-- Opening Marker --

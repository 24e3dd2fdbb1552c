use crate::dataset::{Backend, Dataset};
use crate::ipc::error::{err, ok, HandlerErr};
use crate::ipc::handlers::records::respond;
use crate::ipc::helpers::today;
use crate::ipc::types::{AppState, Request};
use crate::seed;
use serde_json::json;
use std::path::PathBuf;

fn workspace_path(state: &AppState) -> Option<String> {
    match state.dataset.backend() {
        Backend::Memory => None,
        Backend::Sqlite { workspace } => Some(workspace.to_string_lossy().to_string()),
    }
}

fn handle_health(state: &mut AppState, req: &Request) -> serde_json::Value {
    ok(
        &req.id,
        json!({
            "version": env!("CARGO_PKG_VERSION"),
            "backend": state.dataset.backend().label(),
            "workspacePath": workspace_path(state),
            "revision": state.dataset.revision()
        }),
    )
}

fn handle_workspace_select(state: &mut AppState, req: &Request) -> serde_json::Value {
    let p = req
        .params
        .get("path")
        .and_then(|v| v.as_str())
        .map(PathBuf::from);
    let Some(path) = p else {
        return err(&req.id, "bad_params", "missing params.path", None);
    };

    match Dataset::open_workspace(&path) {
        Ok(mut dataset) => {
            log::info!("workspace opened at {}", path.display());
            dataset.succeed(state.dataset.revision());
            state.dataset = dataset;
            ok(
                &req.id,
                json!({
                    "workspacePath": path.to_string_lossy(),
                    "backend": state.dataset.backend().label(),
                    "revision": state.dataset.revision()
                }),
            )
        }
        Err(e) => {
            log::warn!("workspace open failed for {}: {:?}", path.display(), e);
            err(&req.id, "db_open_failed", format!("{e:?}"), None)
        }
    }
}

fn demo_seed(state: &mut AppState, req: &Request) -> Result<serde_json::Value, HandlerErr> {
    let today = today(&req.params)?;
    let summary = seed::load_demo(&mut state.dataset, today)?;
    let revision = state.dataset.touch();
    Ok(json!({ "seeded": summary, "revision": revision }))
}

fn handle_demo_seed(state: &mut AppState, req: &Request) -> serde_json::Value {
    respond(req, demo_seed(state, req))
}

pub fn try_handle(state: &mut AppState, req: &Request) -> Option<serde_json::Value> {
    match req.method.as_str() {
        "health" => Some(handle_health(state, req)),
        "workspace.select" => Some(handle_workspace_select(state, req)),
        "demo.seed" => Some(handle_demo_seed(state, req)),
        _ => None,
    }
}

-- Closing Marker --

▶ **Directions for this task**:
From the listing, copy each line containing the word "Some".

▶ **Answer to the problem**:
        Backend::Sqlite { workspace } => Some(workspace.to_string_lossy().to_string()),
    let Some(path) = p else {
        "health" => Some(handle_health(state, req)),
        "workspace.select" => Some(handle_workspace_select(state, req)),
        "demo.seed" => Some(handle_demo_seed(state, req)),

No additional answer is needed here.